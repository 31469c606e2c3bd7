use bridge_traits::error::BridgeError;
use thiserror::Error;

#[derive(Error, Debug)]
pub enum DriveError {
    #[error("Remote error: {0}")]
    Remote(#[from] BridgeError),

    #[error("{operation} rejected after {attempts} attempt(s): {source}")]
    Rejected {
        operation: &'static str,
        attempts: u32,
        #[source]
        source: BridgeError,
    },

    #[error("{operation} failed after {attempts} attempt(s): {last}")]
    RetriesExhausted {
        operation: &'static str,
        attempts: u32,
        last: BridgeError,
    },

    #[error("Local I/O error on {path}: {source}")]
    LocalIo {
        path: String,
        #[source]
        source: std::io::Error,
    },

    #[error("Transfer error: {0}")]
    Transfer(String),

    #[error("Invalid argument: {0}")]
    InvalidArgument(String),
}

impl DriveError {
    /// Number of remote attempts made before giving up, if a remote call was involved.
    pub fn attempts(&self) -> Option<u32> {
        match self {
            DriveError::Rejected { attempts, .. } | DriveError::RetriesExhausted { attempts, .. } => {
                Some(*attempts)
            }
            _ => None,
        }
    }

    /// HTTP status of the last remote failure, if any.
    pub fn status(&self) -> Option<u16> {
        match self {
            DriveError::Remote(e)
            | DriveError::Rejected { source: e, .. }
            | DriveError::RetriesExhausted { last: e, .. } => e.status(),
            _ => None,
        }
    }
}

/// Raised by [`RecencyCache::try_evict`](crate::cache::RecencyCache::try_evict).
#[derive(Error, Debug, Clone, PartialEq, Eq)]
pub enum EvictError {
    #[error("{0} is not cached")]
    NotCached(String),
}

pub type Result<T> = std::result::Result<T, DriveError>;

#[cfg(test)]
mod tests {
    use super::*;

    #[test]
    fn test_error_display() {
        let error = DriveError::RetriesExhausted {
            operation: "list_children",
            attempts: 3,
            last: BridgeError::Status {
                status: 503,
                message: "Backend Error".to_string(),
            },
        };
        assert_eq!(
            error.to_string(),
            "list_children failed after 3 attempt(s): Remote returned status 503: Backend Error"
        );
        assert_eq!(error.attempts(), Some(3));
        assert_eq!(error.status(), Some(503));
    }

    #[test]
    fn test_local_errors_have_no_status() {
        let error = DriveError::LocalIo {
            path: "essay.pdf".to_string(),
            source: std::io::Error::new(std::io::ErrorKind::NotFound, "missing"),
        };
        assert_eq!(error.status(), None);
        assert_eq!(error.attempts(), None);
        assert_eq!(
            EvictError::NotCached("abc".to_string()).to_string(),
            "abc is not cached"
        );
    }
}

==

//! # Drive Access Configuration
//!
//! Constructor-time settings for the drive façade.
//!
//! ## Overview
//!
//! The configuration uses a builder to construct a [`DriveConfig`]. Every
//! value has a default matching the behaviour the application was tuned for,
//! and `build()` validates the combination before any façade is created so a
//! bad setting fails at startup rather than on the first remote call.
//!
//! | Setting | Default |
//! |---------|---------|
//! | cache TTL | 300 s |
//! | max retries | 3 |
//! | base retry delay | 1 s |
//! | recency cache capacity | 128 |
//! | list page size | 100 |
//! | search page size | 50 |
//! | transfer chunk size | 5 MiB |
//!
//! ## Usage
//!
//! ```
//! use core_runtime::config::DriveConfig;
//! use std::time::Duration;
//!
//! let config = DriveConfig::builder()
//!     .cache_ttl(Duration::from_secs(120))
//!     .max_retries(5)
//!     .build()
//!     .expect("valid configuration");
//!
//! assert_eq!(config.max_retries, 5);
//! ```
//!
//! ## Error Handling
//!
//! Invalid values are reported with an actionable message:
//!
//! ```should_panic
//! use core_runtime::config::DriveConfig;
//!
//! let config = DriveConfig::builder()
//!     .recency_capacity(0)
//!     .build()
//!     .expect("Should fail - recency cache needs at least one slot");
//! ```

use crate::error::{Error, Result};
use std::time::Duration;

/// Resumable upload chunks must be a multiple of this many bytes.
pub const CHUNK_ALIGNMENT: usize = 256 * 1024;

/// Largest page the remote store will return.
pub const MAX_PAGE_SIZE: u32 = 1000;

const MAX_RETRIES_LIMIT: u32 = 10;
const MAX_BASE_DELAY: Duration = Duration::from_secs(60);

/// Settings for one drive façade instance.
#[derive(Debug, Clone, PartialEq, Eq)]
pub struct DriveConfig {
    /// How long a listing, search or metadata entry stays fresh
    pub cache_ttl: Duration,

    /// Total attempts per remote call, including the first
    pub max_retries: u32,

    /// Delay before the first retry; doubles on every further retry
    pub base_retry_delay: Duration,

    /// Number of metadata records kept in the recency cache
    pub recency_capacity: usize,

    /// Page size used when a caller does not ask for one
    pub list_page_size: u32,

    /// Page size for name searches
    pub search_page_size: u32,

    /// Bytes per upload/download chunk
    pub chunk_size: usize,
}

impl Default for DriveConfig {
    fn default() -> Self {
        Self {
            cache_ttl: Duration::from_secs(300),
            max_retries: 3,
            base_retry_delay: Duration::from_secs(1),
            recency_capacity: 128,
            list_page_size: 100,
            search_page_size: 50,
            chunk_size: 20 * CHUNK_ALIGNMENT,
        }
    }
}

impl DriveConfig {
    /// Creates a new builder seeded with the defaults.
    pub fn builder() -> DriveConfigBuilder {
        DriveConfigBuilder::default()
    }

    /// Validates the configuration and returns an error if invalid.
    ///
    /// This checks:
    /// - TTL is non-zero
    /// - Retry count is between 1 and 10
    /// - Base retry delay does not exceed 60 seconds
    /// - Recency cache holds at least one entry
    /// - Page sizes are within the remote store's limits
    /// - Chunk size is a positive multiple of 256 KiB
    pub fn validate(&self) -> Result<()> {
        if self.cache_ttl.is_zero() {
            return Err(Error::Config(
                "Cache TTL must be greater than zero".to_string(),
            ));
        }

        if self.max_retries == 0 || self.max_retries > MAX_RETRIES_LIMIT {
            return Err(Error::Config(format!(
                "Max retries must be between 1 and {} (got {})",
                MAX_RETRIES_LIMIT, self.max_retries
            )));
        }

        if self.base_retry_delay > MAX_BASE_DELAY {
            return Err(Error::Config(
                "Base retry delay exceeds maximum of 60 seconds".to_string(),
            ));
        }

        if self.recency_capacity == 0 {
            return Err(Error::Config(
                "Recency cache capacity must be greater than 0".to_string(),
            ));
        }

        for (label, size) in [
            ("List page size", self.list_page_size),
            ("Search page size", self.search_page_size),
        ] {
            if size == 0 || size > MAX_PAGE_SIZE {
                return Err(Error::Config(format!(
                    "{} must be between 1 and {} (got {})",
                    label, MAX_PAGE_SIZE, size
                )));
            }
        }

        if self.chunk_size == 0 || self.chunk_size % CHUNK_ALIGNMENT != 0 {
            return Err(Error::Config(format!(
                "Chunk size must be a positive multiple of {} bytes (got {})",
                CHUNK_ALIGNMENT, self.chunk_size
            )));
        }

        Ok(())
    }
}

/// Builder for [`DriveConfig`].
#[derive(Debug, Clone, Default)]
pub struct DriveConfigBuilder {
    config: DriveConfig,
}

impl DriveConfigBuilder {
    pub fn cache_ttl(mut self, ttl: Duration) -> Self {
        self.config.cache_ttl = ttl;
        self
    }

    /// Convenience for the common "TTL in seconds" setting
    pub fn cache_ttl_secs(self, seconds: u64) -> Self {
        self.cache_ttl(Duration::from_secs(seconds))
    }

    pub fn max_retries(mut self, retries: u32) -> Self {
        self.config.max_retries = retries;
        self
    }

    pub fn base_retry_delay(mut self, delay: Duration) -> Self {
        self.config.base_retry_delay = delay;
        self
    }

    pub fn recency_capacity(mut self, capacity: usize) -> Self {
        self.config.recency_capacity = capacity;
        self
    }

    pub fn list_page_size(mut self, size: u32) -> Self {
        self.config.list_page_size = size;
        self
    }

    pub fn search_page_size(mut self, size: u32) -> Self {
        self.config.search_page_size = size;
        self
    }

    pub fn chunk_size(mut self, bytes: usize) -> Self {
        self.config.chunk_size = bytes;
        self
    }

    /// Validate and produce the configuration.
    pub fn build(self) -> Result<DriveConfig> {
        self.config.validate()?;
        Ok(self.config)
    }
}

■ **What to work on**: Using only the data above, copy out the lines that include the word "Number".

■ **Result of this exercise**:
    /// Number of remote attempts made before giving up, if a remote call was involved.
    /// Number of metadata records kept in the recency cache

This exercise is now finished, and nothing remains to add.